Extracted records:
◇ ◇ ◇ ◇ ◇ ◇ ◇
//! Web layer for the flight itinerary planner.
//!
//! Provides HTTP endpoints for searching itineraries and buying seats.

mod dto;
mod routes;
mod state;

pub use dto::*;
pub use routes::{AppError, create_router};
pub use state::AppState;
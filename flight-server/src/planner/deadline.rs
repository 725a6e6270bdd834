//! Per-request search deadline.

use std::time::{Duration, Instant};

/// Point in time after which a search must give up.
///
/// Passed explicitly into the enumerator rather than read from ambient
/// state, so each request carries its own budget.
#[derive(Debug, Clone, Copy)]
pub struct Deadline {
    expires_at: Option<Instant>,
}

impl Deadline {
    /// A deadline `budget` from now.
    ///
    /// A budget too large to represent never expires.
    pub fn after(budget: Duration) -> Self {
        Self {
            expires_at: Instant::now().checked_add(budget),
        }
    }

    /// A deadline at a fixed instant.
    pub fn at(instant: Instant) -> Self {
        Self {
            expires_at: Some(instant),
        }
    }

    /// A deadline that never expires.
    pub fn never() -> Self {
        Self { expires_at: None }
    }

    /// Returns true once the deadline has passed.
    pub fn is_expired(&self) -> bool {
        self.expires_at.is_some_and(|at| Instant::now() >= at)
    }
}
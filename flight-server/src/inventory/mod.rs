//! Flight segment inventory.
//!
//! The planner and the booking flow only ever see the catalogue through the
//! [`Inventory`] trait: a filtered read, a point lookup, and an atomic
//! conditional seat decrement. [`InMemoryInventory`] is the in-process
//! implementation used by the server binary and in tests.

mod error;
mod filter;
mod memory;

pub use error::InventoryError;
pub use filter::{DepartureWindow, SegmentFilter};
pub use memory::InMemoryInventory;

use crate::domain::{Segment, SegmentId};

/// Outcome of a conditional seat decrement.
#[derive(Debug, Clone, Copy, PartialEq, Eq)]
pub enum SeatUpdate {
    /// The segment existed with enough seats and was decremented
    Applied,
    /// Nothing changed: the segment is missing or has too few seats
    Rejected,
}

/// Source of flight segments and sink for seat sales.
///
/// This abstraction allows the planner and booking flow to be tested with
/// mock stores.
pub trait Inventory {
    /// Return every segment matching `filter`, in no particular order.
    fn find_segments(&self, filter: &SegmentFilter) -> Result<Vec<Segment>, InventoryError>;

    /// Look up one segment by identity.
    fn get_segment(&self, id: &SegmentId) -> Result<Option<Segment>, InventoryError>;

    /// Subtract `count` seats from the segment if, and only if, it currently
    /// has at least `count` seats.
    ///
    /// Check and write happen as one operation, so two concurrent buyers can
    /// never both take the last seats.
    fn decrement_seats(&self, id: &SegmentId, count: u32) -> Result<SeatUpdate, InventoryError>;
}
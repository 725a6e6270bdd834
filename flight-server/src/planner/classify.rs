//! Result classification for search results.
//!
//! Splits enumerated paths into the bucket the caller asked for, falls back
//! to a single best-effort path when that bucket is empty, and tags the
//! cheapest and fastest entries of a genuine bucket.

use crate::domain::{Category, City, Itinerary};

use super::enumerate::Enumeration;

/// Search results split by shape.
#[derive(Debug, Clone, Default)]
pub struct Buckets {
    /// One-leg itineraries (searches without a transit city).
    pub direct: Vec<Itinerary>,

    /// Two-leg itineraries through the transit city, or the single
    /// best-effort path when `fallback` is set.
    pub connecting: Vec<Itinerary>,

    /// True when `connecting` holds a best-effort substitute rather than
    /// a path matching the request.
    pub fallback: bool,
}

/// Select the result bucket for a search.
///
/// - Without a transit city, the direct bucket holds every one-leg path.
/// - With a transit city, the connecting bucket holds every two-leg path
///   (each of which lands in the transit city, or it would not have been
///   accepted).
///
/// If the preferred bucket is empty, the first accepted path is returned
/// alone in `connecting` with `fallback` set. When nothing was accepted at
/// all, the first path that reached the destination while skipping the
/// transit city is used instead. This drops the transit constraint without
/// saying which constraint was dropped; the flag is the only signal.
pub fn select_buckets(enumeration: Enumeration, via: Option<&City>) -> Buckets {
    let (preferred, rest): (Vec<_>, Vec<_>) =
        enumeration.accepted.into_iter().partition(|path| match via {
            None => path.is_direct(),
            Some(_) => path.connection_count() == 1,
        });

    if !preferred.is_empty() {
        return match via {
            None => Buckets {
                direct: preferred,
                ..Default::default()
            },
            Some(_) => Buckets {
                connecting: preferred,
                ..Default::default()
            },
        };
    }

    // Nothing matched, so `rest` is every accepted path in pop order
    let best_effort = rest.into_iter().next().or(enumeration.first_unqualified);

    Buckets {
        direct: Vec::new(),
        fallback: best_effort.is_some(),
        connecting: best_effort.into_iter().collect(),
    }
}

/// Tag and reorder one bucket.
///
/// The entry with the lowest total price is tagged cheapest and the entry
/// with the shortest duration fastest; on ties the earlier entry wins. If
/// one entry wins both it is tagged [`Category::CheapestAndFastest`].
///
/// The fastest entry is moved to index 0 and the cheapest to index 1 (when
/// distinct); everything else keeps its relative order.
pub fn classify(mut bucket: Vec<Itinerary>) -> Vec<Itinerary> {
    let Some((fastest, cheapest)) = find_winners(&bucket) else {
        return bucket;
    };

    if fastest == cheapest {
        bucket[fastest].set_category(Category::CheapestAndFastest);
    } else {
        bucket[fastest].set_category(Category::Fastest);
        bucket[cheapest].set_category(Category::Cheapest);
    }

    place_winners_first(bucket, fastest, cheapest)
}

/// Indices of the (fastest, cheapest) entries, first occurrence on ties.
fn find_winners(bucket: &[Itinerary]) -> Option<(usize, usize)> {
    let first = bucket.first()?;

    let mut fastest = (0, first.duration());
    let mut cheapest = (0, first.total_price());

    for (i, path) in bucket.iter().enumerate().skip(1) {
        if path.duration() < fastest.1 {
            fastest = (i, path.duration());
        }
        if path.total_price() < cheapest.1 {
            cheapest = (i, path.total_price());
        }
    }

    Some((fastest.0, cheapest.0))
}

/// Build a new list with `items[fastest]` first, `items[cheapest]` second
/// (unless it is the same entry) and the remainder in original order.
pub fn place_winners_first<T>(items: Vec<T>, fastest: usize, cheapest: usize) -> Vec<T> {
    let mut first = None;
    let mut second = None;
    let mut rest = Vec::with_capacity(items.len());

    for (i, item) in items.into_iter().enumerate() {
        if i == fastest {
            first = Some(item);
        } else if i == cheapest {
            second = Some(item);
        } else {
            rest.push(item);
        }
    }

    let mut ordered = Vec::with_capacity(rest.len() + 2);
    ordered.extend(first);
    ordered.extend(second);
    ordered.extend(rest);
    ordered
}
◇ ◇ ◇ ◇ ◇ ◇ ◇
#### [Try it]
Line by line, retype all of the records exactly.

#### [Exercise response]
//! Web layer for the flight itinerary planner.
//!
//! Provides HTTP endpoints for searching itineraries and buying seats.

mod dto;
mod routes;
mod state;

pub use dto::*;
pub use routes::{AppError, create_router};
pub use state::AppState;
filename flight-server/src/planner/deadline.rs
repository 725a6e6270bdd834
//! Per-request search deadline.

use std::time::{Duration, Instant};

/// Point in time after which a search must give up.
///
/// Passed explicitly into the enumerator rather than read from ambient
/// state, so each request carries its own budget.
#[derive(Debug, Clone, Copy)]
pub struct Deadline {
    expires_at: Option<Instant>,
}

impl Deadline {
    /// A deadline `budget` from now.
    ///
    /// A budget too large to represent never expires.
    pub fn after(budget: Duration) -> Self {
        Self {
            expires_at: Instant::now().checked_add(budget),
        }
    }

    /// A deadline at a fixed instant.
    pub fn at(instant: Instant) -> Self {
        Self {
            expires_at: Some(instant),
        }
    }

    /// A deadline that never expires.
    pub fn never() -> Self {
        Self { expires_at: None }
    }

    /// Returns true once the deadline has passed.
    pub fn is_expired(&self) -> bool {
        self.expires_at.is_some_and(|at| Instant::now() >= at)
    }
}
filename flight-server/src/inventory/mod.rs
//! Flight segment inventory.
//!
//! The planner and the booking flow only ever see the catalogue through the
//! [`Inventory`] trait: a filtered read, a point lookup, and an atomic
//! conditional seat decrement. [`InMemoryInventory`] is the in-process
//! implementation used by the server binary and in tests.

mod error;
mod filter;
mod memory;

pub use error::InventoryError;
pub use filter::{DepartureWindow, SegmentFilter};
pub use memory::InMemoryInventory;

use crate::domain::{Segment, SegmentId};

/// Outcome of a conditional seat decrement.
#[derive(Debug, Clone, Copy, PartialEq, Eq)]
pub enum SeatUpdate {
    /// The segment existed with enough seats and was decremented
    Applied,
    /// Nothing changed: the segment is missing or has too few seats
    Rejected,
}

/// Source of flight segments and sink for seat sales.
///
/// This abstraction allows the planner and booking flow to be tested with
/// mock stores.
pub trait Inventory {
    /// Return every segment matching `filter`, in no particular order.
    fn find_segments(&self, filter: &SegmentFilter) -> Result<Vec<Segment>, InventoryError>;

    /// Look up one segment by identity.
    fn get_segment(&self, id: &SegmentId) -> Result<Option<Segment>, InventoryError>;

    /// Subtract `count` seats from the segment if, and only if, it currently
    /// has at least `count` seats.
    ///
    /// Check and write happen as one operation, so two concurrent buyers can
    /// never both take the last seats.
    fn decrement_seats(&self, id: &SegmentId, count: u32) -> Result<SeatUpdate, InventoryError>;
}
repository 725a6e6270bdd834
filename flight-server/src/planner/classify.rs
//! Result classification for search results.
//!
//! Splits enumerated paths into the bucket the caller asked for, falls back
//! to a single best-effort path when that bucket is empty, and tags the
//! cheapest and fastest entries of a genuine bucket.

use crate::domain::{Category, City, Itinerary};

use super::enumerate::Enumeration;

/// Search results split by shape.
#[derive(Debug, Clone, Default)]
pub struct Buckets {
    /// One-leg itineraries (searches without a transit city).
    pub direct: Vec<Itinerary>,

    /// Two-leg itineraries through the transit city, or the single
    /// best-effort path when `fallback` is set.
    pub connecting: Vec<Itinerary>,

    /// True when `connecting` holds a best-effort substitute rather than
    /// a path matching the request.
    pub fallback: bool,
}

/// Select the result bucket for a search.
///
/// - Without a transit city, the direct bucket holds every one-leg path.
/// - With a transit city, the connecting bucket holds every two-leg path
///   (each of which lands in the transit city, or it would not have been
///   accepted).
///
/// If the preferred bucket is empty, the first accepted path is returned
/// alone in `connecting` with `fallback` set. When nothing was accepted at
/// all, the first path that reached the destination while skipping the
/// transit city is used instead. This drops the transit constraint without
/// saying which constraint was dropped; the flag is the only signal.
pub fn select_buckets(enumeration: Enumeration, via: Option<&City>) -> Buckets {
    let (preferred, rest): (Vec<_>, Vec<_>) =
        enumeration.accepted.into_iter().partition(|path| match via {
            None => path.is_direct(),
            Some(_) => path.connection_count() == 1,
        });

    if !preferred.is_empty() {
        return match via {
            None => Buckets {
                direct: preferred,
                ..Default::default()
            },
            Some(_) => Buckets {
                connecting: preferred,
                ..Default::default()
            },
        };
    }

    // Nothing matched, so `rest` is every accepted path in pop order
    let best_effort = rest.into_iter().next().or(enumeration.first_unqualified);

    Buckets {
        direct: Vec::new(),
        fallback: best_effort.is_some(),
        connecting: best_effort.into_iter().collect(),
    }
}

/// Tag and reorder one bucket.
///
/// The entry with the lowest total price is tagged cheapest and the entry
/// with the shortest duration fastest; on ties the earlier entry wins. If
/// one entry wins both it is tagged [`Category::CheapestAndFastest`].
///
/// The fastest entry is moved to index 0 and the cheapest to index 1 (when
/// distinct); everything else keeps its relative order.
pub fn classify(mut bucket: Vec<Itinerary>) -> Vec<Itinerary> {
    let Some((fastest, cheapest)) = find_winners(&bucket) else {
        return bucket;
    };

    if fastest == cheapest {
        bucket[fastest].set_category(Category::CheapestAndFastest);
    } else {
        bucket[fastest].set_category(Category::Fastest);
        bucket[cheapest].set_category(Category::Cheapest);
    }

    place_winners_first(bucket, fastest, cheapest)
}

/// Indices of the (fastest, cheapest) entries, first occurrence on ties.
fn find_winners(bucket: &[Itinerary]) -> Option<(usize, usize)> {
    let first = bucket.first()?;

    let mut fastest = (0, first.duration());
    let mut cheapest = (0, first.total_price());

    for (i, path) in bucket.iter().enumerate().skip(1) {
        if path.duration() < fastest.1 {
            fastest = (i, path.duration());
        }
        if path.total_price() < cheapest.1 {
            cheapest = (i, path.total_price());
        }
    }

    Some((fastest.0, cheapest.0))
}

/// Build a new list with `items[fastest]` first, `items[cheapest]` second
/// (unless it is the same entry) and the remainder in original order.
pub fn place_winners_first<T>(items: Vec<T>, fastest: usize, cheapest: usize) -> Vec<T> {
    let mut first = None;
    let mut second = None;
    let mut rest = Vec::with_capacity(items.len());

    for (i, item) in items.into_iter().enumerate() {
        if i == fastest {
            first = Some(item);
        } else if i == cheapest {
            second = Some(item);
        } else {
            rest.push(item);
        }
    }

    let mut ordered = Vec::with_capacity(rest.len() + 2);
    ordered.extend(first);
    ordered.extend(second);
    ordered.extend(rest);
    ordered
}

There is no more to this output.